Siria, ancora arresti e 25 morti Prime defezioni nell’esercito

Ancora proteste e repressioni violente in Siria, dove da oltre quattro mesi ormai la popolazione scende in piazza contro il regime di Bashar al-Assad. Dall’inizio delle manifestazioni le vittime civili sarebbero oltre 1.500, secondo gli attivisti per i diritti umani. Il bilancio dei morti, tra lo scorso venerdì di protesta «contro il silenzio arabo» (il diciassettesimo) e ieri, è arrivato a 25. Si tratta di cittadini siriani uccisi dalle forze di sicurezza governative, che hanno aperto il fuoco sulle persone in piazza.

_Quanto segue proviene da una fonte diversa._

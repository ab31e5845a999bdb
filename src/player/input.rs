#[derive(Default)]
pub struct InputState {
    pub forward: bool,
    pub backward: bool,
    pub left: bool,
    pub right: bool,
    pub jump: bool,
    /// Left mouse button held: mouse motion orbits the camera.
    pub orbiting: bool,
    pub mouse_dx: f32,
    pub mouse_dy: f32,
    pub wheel_delta: f32,
}

impl InputState {
    /// Mouse deltas accumulate across events within a frame; the camera
    /// consumes them once per update.
    pub fn take_mouse_deltas(&mut self) -> (f32, f32, f32) {
        let deltas = (self.mouse_dx, self.mouse_dy, self.wheel_delta);
        self.mouse_dx = 0.0;
        self.mouse_dy = 0.0;
        self.wheel_delta = 0.0;
        deltas
    }
}
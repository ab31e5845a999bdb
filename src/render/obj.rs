use cgmath::{InnerSpace, Vector2, Vector3, Zero};

use crate::core::mesh::MeshData;

/// OBJ model loader with a single vertex-indexing arena shared by plain and
/// normal-mapped models; `with_tangents` switches tangent accumulation on for
/// the latter. Vertices reused with a different uv/normal pair chain into
/// arena duplicates through `duplicate` indices.
struct IndexedVertex {
    position: Vector3<f32>,
    uv_index: Option<usize>,
    normal_index: Option<usize>,
    duplicate: Option<usize>,
    tangent_sum: Vector3<f32>,
    length: f32,
}

impl IndexedVertex {
    fn new(position: Vector3<f32>) -> Self {
        let length = position.magnitude();
        IndexedVertex {
            position,
            uv_index: None,
            normal_index: None,
            duplicate: None,
            tangent_sum: Vector3::zero(),
            length,
        }
    }

    fn is_set(&self) -> bool {
        self.uv_index.is_some() && self.normal_index.is_some()
    }

    fn matches(&self, uv_index: usize, normal_index: usize) -> bool {
        self.uv_index == Some(uv_index) && self.normal_index == Some(normal_index)
    }
}

pub fn load_obj(source: &str, with_tangents: bool) -> Result<MeshData, String> {
    let mut raw_uvs: Vec<Vector2<f32>> = Vec::new();
    let mut raw_normals: Vec<Vector3<f32>> = Vec::new();
    let mut arena: Vec<IndexedVertex> = Vec::new();
    let mut indices: Vec<u32> = Vec::new();

    for (line_no, line) in source.lines().enumerate() {
        let mut parts = line.split_whitespace();
        let parse = |v: Option<&str>, what: &str| -> Result<f32, String> {
            v.ok_or_else(|| format!("line {}: missing {}", line_no + 1, what))?
                .parse::<f32>()
                .map_err(|e| format!("line {}: bad {}: {}", line_no + 1, what, e))
        };
        match parts.next() {
            Some("v") => {
                let x = parse(parts.next(), "x")?;
                let y = parse(parts.next(), "y")?;
                let z = parse(parts.next(), "z")?;
                arena.push(IndexedVertex::new(Vector3::new(x, y, z)));
            }
            Some("vt") => {
                let u = parse(parts.next(), "u")?;
                let v = parse(parts.next(), "v")?;
                raw_uvs.push(Vector2::new(u, v));
            }
            Some("vn") => {
                let x = parse(parts.next(), "x")?;
                let y = parse(parts.next(), "y")?;
                let z = parse(parts.next(), "z")?;
                raw_normals.push(Vector3::new(x, y, z));
            }
            Some("f") => {
                let mut face = [0usize; 3];
                for slot in face.iter_mut() {
                    let corner = parts
                        .next()
                        .ok_or_else(|| format!("line {}: face needs 3 corners", line_no + 1))?;
                    let (v, vt, vn) = parse_corner(corner)
                        .ok_or_else(|| format!("line {}: bad face corner {}", line_no + 1, corner))?;
                    *slot = process_vertex(&mut arena, &mut indices, v, vt, vn)?;
                }
                if with_tangents {
                    accumulate_tangent(&mut arena, &raw_uvs, face);
                }
            }
            _ => {}
        }
    }

    Ok(bake(arena, raw_uvs, raw_normals, indices, with_tangents))
}

/// "17/4/9" -> zero-based (vertex, uv, normal) indices.
fn parse_corner(corner: &str) -> Option<(usize, usize, usize)> {
    let mut it = corner.split('/');
    let v = it.next()?.parse::<usize>().ok()?.checked_sub(1)?;
    let vt = it.next()?.parse::<usize>().ok()?.checked_sub(1)?;
    let vn = it.next()?.parse::<usize>().ok()?.checked_sub(1)?;
    Some((v, vt, vn))
}

/// Resolve a face corner to an arena slot: claim the base vertex if it is
/// still untyped, reuse it on an exact (uv, normal) match, otherwise walk or
/// extend the duplicate chain.
fn process_vertex(
    arena: &mut Vec<IndexedVertex>,
    indices: &mut Vec<u32>,
    vertex: usize,
    uv: usize,
    normal: usize,
) -> Result<usize, String> {
    if vertex >= arena.len() {
        return Err(format!("face references missing vertex {}", vertex + 1));
    }

    let mut current = vertex;
    loop {
        if !arena[current].is_set() {
            arena[current].uv_index = Some(uv);
            arena[current].normal_index = Some(normal);
            indices.push(current as u32);
            return Ok(current);
        }
        if arena[current].matches(uv, normal) {
            indices.push(current as u32);
            return Ok(current);
        }
        match arena[current].duplicate {
            Some(next) => current = next,
            None => {
                let position = arena[current].position;
                let mut dup = IndexedVertex::new(position);
                dup.uv_index = Some(uv);
                dup.normal_index = Some(normal);
                let slot = arena.len();
                arena.push(dup);
                arena[current].duplicate = Some(slot);
                indices.push(slot as u32);
                return Ok(slot);
            }
        }
    }
}

/// Face tangent from edge deltas against uv deltas, summed into each corner
/// for later averaging.
fn accumulate_tangent(arena: &mut [IndexedVertex], raw_uvs: &[Vector2<f32>], face: [usize; 3]) {
    let p0 = arena[face[0]].position;
    let p1 = arena[face[1]].position;
    let p2 = arena[face[2]].position;
    let uv = |slot: usize| -> Vector2<f32> {
        arena[slot]
            .uv_index
            .and_then(|i| raw_uvs.get(i).copied())
            .unwrap_or_else(Vector2::zero)
    };
    let (uv0, uv1, uv2) = (uv(face[0]), uv(face[1]), uv(face[2]));

    let edge1 = p1 - p0;
    let edge2 = p2 - p0;
    let delta1 = uv1 - uv0;
    let delta2 = uv2 - uv0;
    let det = delta1.x * delta2.y - delta2.x * delta1.y;
    if det.abs() < 1e-12 {
        return;
    }
    let r = 1.0 / det;
    let tangent = (edge1 * delta2.y - edge2 * delta1.y) * r;
    for slot in face {
        arena[slot].tangent_sum += tangent;
    }
}

fn bake(
    arena: Vec<IndexedVertex>,
    raw_uvs: Vec<Vector2<f32>>,
    raw_normals: Vec<Vector3<f32>>,
    indices: Vec<u32>,
    with_tangents: bool,
) -> MeshData {
    let count = arena.len();
    let mut positions = Vec::with_capacity(count * 3);
    let mut uvs = Vec::with_capacity(count * 2);
    let mut normals = Vec::with_capacity(count * 3);
    let mut tangents = if with_tangents {
        Some(Vec::with_capacity(count * 3))
    } else {
        None
    };
    let mut furthest_point = 0.0f32;

    for vertex in &arena {
        furthest_point = furthest_point.max(vertex.length);
        positions.push(vertex.position.x);
        positions.push(vertex.position.y);
        positions.push(vertex.position.z);

        let uv = vertex
            .uv_index
            .and_then(|i| raw_uvs.get(i).copied())
            .unwrap_or_else(Vector2::zero);
        uvs.push(uv.x);
        uvs.push(1.0 - uv.y);

        let normal = vertex
            .normal_index
            .and_then(|i| raw_normals.get(i).copied())
            .unwrap_or(Vector3::new(0.0, 1.0, 0.0));
        normals.push(normal.x);
        normals.push(normal.y);
        normals.push(normal.z);

        if let Some(t) = tangents.as_mut() {
            let averaged = if vertex.tangent_sum.is_zero() {
                Vector3::zero()
            } else {
                vertex.tangent_sum.normalize()
            };
            t.push(averaged.x);
            t.push(averaged.y);
            t.push(averaged.z);
        }
    }

    MeshData {
        positions,
        uvs,
        normals,
        tangents,
        indices,
        furthest_point,
    }
}

#[cfg(test)]
mod tests {
    use super::*;

    const QUAD: &str = "\
v 0.0 0.0 0.0
v 1.0 0.0 0.0
v 1.0 1.0 0.0
v 0.0 1.0 0.0
vt 0.0 0.0
vt 1.0 0.0
vt 1.0 1.0
vt 0.0 1.0
vn 0.0 0.0 1.0
f 1/1/1 2/2/1 3/3/1
f 1/1/1 3/3/1 4/4/1
";

    #[test]
    fn shared_corners_reuse_arena_slots() {
        let mesh = load_obj(QUAD, false).unwrap();
        // Two triangles sharing an edge: 4 vertices, 6 indices, no
        // duplicates because every corner reuses the same uv/normal pair.
        assert_eq!(mesh.vertex_count(), 4);
        assert_eq!(mesh.indices, vec![0, 1, 2, 0, 2, 3]);
        assert!(mesh.tangents.is_none());
    }

    #[test]
    fn uv_seams_append_duplicates() {
        // Same positions, second face maps corner 1 to a different uv.
        let seam = "\
v 0.0 0.0 0.0
v 1.0 0.0 0.0
v 1.0 1.0 0.0
vt 0.0 0.0
vt 1.0 0.0
vt 1.0 1.0
vn 0.0 0.0 1.0
f 1/1/1 2/2/1 3/3/1
f 1/2/1 2/2/1 3/3/1
";
        let mesh = load_obj(seam, false).unwrap();
        assert_eq!(mesh.vertex_count(), 4);
        // The duplicate shares its source's position.
        assert_eq!(mesh.positions[9..12], mesh.positions[0..3]);
        assert_eq!(mesh.indices, vec![0, 1, 2, 3, 1, 2]);
    }

    #[test]
    fn uv_v_axis_is_flipped() {
        let mesh = load_obj(QUAD, false).unwrap();
        // vt 0,0 -> uv 0,1 after the flip.
        assert_eq!(mesh.uvs[0..2], [0.0, 1.0]);
        assert_eq!(mesh.uvs[4..6], [1.0, 0.0]);
    }

    #[test]
    fn tangents_follow_the_uv_gradient() {
        let mesh = load_obj(QUAD, true).unwrap();
        let tangents = mesh.tangents.as_ref().unwrap();
        assert_eq!(tangents.len(), mesh.vertex_count() * 3);
        // uv u runs along +x on this quad, so tangents point along +x.
        for t in tangents.chunks(3) {
            assert!((t[0] - 1.0).abs() < 1e-4, "{:?}", t);
            assert!(t[1].abs() < 1e-4);
        }
    }

    #[test]
    fn furthest_point_tracks_the_largest_vertex() {
        let mesh = load_obj(QUAD, false).unwrap();
        assert!((mesh.furthest_point - 2.0f32.sqrt()).abs() < 1e-5);
    }

    #[test]
    fn malformed_faces_are_reported() {
        assert!(load_obj("f 1/1/1 2/2/2 3/3/3", false).is_err());
        assert!(load_obj("v 0 0 zero", false).is_err());
    }
}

Intanto un uomo che si è presentato come colonnello dell’esercito siriano ha riferito ieri di aver disertato assieme a centinaia di soldati e ha lanciato un avvertimento al regime di Bashar al-Assad. «Sono il comandante dell’esercito libero di Siria - ha detto l’uomo parlando per telefono alla France Presse, a cui si è presentato come Riad al-Asaad -. Siamo centinaia», ha aggiunto il militare affermando di essere «presso la frontiera turca». Domani comincia il Ramadan e in un comunicato su Facebook gli attivisti della città di Homs hanno annunciato che durante il mese sacro islamico la protesta si sposterà nelle ore notturne, fino all’alba. E che scenderanno in piazza ogni notte, per continuare la protesta contro il presidente. Così gli attivisti siriani hanno programmato le manifestazioni anti governative durante il mese del Ramadan. «Le moschee svolgeranno un ruolo fondamentale e ogni notte, quando le persone si riuniranno per pregare, si creerà una situazione molto simile a quella che abbiamo visto dopo ogni preghiera del venerdì», ha spiegato Mahmoud Merhi dell’Organizzazione araba per i diritti umani. Le maggiori proteste, finora, si sono infatti svolte di venerdì, dopo la tradizionale preghiera islamica, in Siria come in altri Paesi attraversati dalla primavera araba.